Peter Brook diz, por exemplo, que em sua
infância os pais conversavam em russo, mas
que ele se recusou a aprender a língua. E
acrescenta: "Mas hoje, quando ouço russo falado, mesmo que não tenha a menor idéia do
que está sendo dito, tenho uma sensação profunda de compreensão por meio de camadas
de sentido mais profundas que o entendimento". Brook é um sensível, sem dúvida.
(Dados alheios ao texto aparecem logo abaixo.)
impl Evaluator {
    /// Create an evaluator over a function registry
    pub fn new(functions: Arc<FunctionRegistry>) -> Self {
        Self { functions }
    }

    /// The function registry used for function calls
    pub fn functions(&self) -> &FunctionRegistry {
        &self.functions
    }

    /// Evaluate an expression to a value
    pub fn evaluate(&self, expr: &Expr, context: &EvaluationContext) -> Result<Value> {
        Reducer {
            evaluator: self,
            context,
        }
        .visit_expression(expr)
    }

    /// Evaluate, treating unbound variables and missing elements as absent
    ///
    /// Used by `isset`, `??` and compound assignment.
    pub fn evaluate_quiet(
        &self,
        expr: &Expr,
        context: &EvaluationContext,
    ) -> Result<Option<Value>> {
        match &**expr {
            Expression::Variable { name } => {
                let name = self.evaluate(name, context)?.to_string();
                Ok(context.lookup(&name).cloned())
            }
            Expression::Index {
                value,
                index: Some(index),
            } => {
                let Some(container) = self.evaluate_quiet(value, context)? else {
                    return Ok(None);
                };
                let key = self.array_key(index, context)?;
                Ok(element(&container, &key))
            }
            Expression::Field { value, name } => {
                let Some(container) = self.evaluate_quiet(value, context)? else {
                    return Ok(None);
                };
                let name = self.evaluate(name, context)?;
                Ok(match container {
                    Value::Object(object) => object.properties.get(&name).cloned(),
                    _ => None,
                })
            }
            _ => self.evaluate(expr, context).map(Some),
        }
    }

    /// Reduce an expression to a value without executing calls
    ///
    /// Fails with `NotAConstantExpression` for any construct that would need
    /// to run host code, and with `UnboundVariable` for missing variables.
    pub fn simplify_to_value(&self, expr: &Expr, context: &EvaluationContext) -> Result<Value> {
        self.evaluate(expr, context)
    }

    /// Check whether an expression is a constant: it reads no variables and
    /// reduces to a value under an empty context
    pub fn constant_value(&self, expr: &Expr) -> Option<Value> {
        if !free_variables(expr).is_empty() {
            return None;
        }
        self.evaluate(expr, &EvaluationContext::new()).ok()
    }

    /// Partially evaluate an expression
    ///
    /// Every subtree that reduces to a value under `context` is replaced by a
    /// literal; the rest of the tree is kept. Closure definitions are left
    /// untouched. Returns the input handle when nothing reduces.
    pub fn simplify(&self, expr: &Expr, context: &EvaluationContext) -> Expr {
        let mut simplifier = Simplifier {
            evaluator: self,
            context,
        };
        match simplifier.walk(expr) {
            Ok(simplified) => simplified,
            Err(never) => match never {},
        }
    }

    /// Evaluate an index expression to a normalized array key
    pub fn array_key(&self, index: &Expr, context: &EvaluationContext) -> Result<Value> {
        normalize_key(self.evaluate(index, context)?)
    }
}

/// Normalize a value used as an array key
///
/// Integral numeric strings and floats become integers, booleans become 0/1
/// and null becomes the empty string.
pub fn normalize_key(key: Value) -> Result<Value> {
    Ok(match key {
        Value::Int(_) => key,
        Value::String(s) => match parse_numeric(&s) {
            Some(Number::Int(i)) if i.to_string() == *s => Value::Int(i),
            _ => Value::String(s),
        },
        Value::Float(f) => Value::Int(if f.is_finite() { f as i64 } else { 0 }),
        Value::Bool(b) => Value::Int(i64::from(b)),
        Value::Null => Value::from(""),
        Value::Array(_) | Value::Object(_) => {
            return Err(QueryError::type_mismatch(
                "int or string",
                key.type_name(),
                Some("array offset".to_string()),
            ));
        }
    })
}

fn element(container: &Value, key: &Value) -> Option<Value> {
    match container {
        Value::Array(map) => map.get(key).cloned(),
        Value::Object(object) => object.properties.get(key).cloned(),
        Value::String(s) => {
            let position = key.as_int()?;
            let length = i64::try_from(s.len()).ok()?;
            let position = if position < 0 { length + position } else { position };
            let position = usize::try_from(position).ok()?;
            s.get(position..position + 1).map(Value::from)
        }
        _ => None,
    }
}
Ao ler esse trecho, lembrei-me de um colega brasileiro que pertenceu a um grupo que também fazia experiências e pesquisas. Ele foi com o grupo para uma cidade do interior paulista para realizar um evento. O
grupo todo deu uma volta em torno da praça principal
olhando fixamente cada espectador para, segundo ele,
transmitir o amor que o grupo trouxera para dar. O colega me disse que foi uma emoção indescritível receber
em troca o calor humano das pessoas fixadas e que,
com certeza, aquilo tinha mudado a mente de cada habitante local. Tempos depois, ao fazer um espetáculo
na mesma cidade, perguntei pelo evento. Disseram-me: "Ah! Sim! Esteve aqui um pessoal que fez uma procissão sem santos na praça e depois foi embora. Foi gozado, porque eles não riam".
Ainda não fui abençoado por nenhuma "revelação"
mística e, por isso, não estou à altura de acompanhar
as viagens místicas do senhor Brook, e, por outro lado,
ele não é grande filósofo nem tem pretensões a sê-lo.
Teatro e cinema
Peter Brook é um grande diretor de teatro e de cinema. Trabalhou e trabalha com grandes atores e já inscreveu seu nome na história do teatro. Sua célebre direção de "Marat-Sade" já foi louvada em todos os tons.
O seu "Rei Lear" idem, para citar apenas dois trabalhos
seus.
Neste livro são interessantíssimas suas observações
sobre Jeanne Moreau, sobre a filmagem de "Moderato
Cantabile", de Marguerite Duras, sobre a impossibilidade de trabalhar com noções de física quântica em
teatro (pena que alguns jovens diretores do nosso teatro não tenham lido esse capítulo antes), sobre John
Gielgud, Laurence Olivier, Glenda Jackson, Salvador
Dalí, Paul Scofield e tantos outros. Sempre que se refere às montagens efetuadas, às razões que as motivaram, aos meios que ele usou, à interpretação dos atores, a sua direção, a sua trajetória como diretor de teatro e de cinema, prende a atenção de qualquer leitor,
especialmente da classe teatral e dos aficionados de
teatro e de cinema.
Quando narra fatos autobiográficos, infância, adolescência, serviço militar, ele o faz lindamente, revestindo de poesia suas evocações.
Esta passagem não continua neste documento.